(Stored data entries)
──────────────────────────────

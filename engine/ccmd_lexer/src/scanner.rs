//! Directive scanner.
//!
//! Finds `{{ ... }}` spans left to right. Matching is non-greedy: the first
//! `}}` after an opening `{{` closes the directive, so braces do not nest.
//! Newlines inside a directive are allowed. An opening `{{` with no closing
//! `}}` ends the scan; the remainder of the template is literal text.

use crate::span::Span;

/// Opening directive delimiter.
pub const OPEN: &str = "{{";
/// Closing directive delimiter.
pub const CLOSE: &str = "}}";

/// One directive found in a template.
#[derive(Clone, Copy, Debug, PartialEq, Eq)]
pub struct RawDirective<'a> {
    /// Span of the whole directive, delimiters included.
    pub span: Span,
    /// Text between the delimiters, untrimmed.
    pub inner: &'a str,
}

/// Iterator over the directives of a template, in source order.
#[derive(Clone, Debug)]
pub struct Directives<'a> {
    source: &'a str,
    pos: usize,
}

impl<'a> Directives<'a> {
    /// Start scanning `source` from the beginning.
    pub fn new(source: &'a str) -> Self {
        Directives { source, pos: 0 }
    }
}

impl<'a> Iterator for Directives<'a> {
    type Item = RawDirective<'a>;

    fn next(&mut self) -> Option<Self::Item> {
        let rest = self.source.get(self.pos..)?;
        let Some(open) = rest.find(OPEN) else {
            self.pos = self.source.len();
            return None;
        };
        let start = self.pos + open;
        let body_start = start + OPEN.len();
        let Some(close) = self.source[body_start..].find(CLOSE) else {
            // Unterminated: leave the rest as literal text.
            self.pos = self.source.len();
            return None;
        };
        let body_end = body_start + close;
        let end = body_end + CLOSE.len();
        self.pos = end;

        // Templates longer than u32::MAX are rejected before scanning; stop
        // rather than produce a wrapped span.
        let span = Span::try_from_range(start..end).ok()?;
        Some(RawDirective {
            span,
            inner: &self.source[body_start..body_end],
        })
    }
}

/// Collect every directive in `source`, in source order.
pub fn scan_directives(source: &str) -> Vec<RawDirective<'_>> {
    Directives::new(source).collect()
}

──────────────────────────────

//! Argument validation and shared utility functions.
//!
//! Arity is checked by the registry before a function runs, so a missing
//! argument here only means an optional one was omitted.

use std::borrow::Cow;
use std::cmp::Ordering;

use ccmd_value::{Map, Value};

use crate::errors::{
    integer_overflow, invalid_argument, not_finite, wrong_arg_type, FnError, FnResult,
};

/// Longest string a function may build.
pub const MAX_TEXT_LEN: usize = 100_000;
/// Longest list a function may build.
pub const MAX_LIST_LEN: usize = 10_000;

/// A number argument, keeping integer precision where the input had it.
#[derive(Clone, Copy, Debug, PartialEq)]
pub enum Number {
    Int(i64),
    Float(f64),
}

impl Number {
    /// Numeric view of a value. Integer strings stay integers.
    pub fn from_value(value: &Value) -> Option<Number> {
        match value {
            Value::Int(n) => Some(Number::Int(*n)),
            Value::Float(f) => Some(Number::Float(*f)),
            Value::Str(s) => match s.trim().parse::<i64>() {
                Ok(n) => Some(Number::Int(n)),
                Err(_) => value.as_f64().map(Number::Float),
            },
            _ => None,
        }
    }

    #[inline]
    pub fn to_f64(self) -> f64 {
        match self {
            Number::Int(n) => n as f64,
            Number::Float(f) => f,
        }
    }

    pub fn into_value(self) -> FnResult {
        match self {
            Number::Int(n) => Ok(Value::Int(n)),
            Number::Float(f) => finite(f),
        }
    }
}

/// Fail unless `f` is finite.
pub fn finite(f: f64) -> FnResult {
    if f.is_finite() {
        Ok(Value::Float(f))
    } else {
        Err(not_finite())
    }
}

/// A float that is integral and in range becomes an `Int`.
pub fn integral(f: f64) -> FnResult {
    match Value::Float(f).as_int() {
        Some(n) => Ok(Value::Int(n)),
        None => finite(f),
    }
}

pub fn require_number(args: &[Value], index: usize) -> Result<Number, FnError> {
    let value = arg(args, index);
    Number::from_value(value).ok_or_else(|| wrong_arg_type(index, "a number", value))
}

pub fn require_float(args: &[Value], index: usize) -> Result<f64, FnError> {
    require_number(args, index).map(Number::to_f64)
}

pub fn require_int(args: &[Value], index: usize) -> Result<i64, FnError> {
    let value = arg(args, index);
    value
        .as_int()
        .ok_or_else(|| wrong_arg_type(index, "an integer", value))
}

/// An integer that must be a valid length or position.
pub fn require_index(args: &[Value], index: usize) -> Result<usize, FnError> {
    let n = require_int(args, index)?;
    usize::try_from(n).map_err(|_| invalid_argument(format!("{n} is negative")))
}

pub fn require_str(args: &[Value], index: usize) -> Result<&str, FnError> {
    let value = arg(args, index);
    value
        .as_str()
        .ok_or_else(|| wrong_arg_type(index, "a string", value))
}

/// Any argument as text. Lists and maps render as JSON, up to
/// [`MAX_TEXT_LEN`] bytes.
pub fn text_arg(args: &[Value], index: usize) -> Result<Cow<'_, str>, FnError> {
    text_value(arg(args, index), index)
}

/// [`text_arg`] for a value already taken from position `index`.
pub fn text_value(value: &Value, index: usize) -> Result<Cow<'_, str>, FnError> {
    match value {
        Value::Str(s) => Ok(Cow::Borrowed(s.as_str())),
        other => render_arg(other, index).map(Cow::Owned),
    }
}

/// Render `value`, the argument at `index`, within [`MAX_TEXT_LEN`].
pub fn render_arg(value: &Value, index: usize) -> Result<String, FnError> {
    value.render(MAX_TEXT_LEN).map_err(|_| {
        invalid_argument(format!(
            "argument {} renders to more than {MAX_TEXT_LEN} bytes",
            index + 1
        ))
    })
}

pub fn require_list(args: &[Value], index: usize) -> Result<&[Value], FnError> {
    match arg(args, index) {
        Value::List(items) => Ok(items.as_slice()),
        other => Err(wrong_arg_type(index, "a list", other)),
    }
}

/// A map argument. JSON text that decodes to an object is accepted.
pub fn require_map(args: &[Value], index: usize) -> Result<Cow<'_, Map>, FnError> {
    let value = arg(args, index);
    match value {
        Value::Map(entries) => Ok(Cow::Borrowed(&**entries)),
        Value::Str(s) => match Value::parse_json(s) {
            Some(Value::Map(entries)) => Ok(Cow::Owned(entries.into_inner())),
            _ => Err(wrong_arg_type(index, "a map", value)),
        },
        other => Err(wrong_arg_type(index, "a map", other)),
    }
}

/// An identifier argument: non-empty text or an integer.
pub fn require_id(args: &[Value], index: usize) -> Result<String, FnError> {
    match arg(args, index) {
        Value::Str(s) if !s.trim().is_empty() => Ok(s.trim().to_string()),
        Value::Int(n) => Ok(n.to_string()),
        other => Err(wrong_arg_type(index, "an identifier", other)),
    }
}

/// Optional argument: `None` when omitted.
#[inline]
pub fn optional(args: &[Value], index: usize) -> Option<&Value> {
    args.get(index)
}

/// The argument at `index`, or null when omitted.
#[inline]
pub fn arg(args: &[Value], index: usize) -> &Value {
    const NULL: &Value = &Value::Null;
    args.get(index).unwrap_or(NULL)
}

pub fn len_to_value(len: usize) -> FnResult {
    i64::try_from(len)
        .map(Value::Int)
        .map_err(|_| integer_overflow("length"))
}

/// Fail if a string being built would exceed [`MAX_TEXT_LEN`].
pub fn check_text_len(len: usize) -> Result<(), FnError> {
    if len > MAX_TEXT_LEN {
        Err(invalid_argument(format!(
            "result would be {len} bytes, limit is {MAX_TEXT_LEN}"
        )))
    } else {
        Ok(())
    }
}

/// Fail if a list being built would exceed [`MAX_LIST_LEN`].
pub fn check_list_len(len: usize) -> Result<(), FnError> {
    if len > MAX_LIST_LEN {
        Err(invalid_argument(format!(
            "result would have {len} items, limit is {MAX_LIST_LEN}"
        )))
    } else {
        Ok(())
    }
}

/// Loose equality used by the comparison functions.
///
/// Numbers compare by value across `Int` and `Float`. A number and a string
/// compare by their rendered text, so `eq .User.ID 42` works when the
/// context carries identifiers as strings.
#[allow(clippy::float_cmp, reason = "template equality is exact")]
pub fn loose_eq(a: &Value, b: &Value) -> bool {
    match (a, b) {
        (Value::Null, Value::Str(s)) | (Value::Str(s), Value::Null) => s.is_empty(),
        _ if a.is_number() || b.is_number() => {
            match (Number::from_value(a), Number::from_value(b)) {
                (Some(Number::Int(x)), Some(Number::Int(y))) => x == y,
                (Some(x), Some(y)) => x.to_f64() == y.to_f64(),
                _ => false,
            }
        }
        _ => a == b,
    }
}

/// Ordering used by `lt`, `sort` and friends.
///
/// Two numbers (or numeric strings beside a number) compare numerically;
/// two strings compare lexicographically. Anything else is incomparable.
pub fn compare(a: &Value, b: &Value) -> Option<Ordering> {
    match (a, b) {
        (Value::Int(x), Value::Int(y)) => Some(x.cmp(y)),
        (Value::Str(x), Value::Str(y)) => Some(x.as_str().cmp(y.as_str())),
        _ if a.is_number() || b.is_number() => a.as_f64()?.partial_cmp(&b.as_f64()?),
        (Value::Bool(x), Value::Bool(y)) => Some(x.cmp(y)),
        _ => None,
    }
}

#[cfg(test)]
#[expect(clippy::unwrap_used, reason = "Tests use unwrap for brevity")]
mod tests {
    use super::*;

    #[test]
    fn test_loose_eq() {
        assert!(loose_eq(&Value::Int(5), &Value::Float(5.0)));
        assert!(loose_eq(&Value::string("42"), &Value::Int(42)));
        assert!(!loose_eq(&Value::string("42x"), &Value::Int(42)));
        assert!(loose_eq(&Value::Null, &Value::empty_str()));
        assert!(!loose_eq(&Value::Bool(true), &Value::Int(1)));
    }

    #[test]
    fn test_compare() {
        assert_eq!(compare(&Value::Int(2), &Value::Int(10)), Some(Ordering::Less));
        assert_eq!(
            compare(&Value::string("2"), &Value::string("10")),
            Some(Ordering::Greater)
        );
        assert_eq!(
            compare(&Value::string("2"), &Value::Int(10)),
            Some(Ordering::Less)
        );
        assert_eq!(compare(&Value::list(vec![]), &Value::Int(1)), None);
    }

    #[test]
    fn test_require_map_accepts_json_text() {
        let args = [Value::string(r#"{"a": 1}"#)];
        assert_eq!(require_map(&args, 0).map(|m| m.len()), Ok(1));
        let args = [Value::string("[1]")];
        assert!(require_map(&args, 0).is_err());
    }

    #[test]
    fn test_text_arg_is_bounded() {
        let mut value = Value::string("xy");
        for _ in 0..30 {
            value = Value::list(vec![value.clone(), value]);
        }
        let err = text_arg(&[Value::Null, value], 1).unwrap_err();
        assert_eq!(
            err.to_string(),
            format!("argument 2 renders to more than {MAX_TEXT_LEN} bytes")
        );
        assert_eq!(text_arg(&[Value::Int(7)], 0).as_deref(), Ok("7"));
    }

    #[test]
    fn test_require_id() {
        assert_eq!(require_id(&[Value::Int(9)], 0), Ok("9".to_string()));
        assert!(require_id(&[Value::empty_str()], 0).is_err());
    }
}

──────────────────────────────

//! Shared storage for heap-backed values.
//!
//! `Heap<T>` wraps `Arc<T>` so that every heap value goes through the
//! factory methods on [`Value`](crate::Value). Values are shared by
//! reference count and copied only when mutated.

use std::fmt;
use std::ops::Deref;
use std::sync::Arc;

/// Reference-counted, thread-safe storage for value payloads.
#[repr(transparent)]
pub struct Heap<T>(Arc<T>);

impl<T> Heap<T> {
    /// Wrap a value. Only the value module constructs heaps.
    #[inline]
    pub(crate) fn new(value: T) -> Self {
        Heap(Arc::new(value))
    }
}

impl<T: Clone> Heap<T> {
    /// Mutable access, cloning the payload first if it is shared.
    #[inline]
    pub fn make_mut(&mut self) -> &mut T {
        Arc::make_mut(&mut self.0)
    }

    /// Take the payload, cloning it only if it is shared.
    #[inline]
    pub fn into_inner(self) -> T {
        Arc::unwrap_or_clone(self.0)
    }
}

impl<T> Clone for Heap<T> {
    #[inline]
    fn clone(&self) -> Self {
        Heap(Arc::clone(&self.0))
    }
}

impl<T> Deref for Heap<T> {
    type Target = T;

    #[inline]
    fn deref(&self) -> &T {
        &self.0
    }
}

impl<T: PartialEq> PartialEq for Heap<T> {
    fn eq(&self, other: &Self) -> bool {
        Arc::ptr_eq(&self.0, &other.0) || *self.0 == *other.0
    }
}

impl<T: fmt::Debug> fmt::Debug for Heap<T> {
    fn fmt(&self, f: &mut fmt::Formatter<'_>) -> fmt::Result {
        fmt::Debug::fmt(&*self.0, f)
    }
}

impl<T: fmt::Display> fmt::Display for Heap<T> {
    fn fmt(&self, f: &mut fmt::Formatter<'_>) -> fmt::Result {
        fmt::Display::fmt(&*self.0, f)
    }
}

──────────────────────────────

> _WHAT IS NEEDED_
Starting at the line above that holds "non-greedy: the first" and ending at the line that holds "pub struct RawDirective<'a>", transcribe each line exactly and include no other lines.

> _EXERCISE ANSWER_
//! Finds `{{ ... }}` spans left to right. Matching is non-greedy: the first
//! `}}` after an opening `{{` closes the directive, so braces do not nest.
//! Newlines inside a directive are allowed. An opening `{{` with no closing
//! `}}` ends the scan; the remainder of the template is literal text.

use crate::span::Span;

/// Opening directive delimiter.
pub const OPEN: &str = "{{";
/// Closing directive delimiter.
pub const CLOSE: &str = "}}";

/// One directive found in a template.
#[derive(Clone, Copy, Debug, PartialEq, Eq)]
pub struct RawDirective<'a> {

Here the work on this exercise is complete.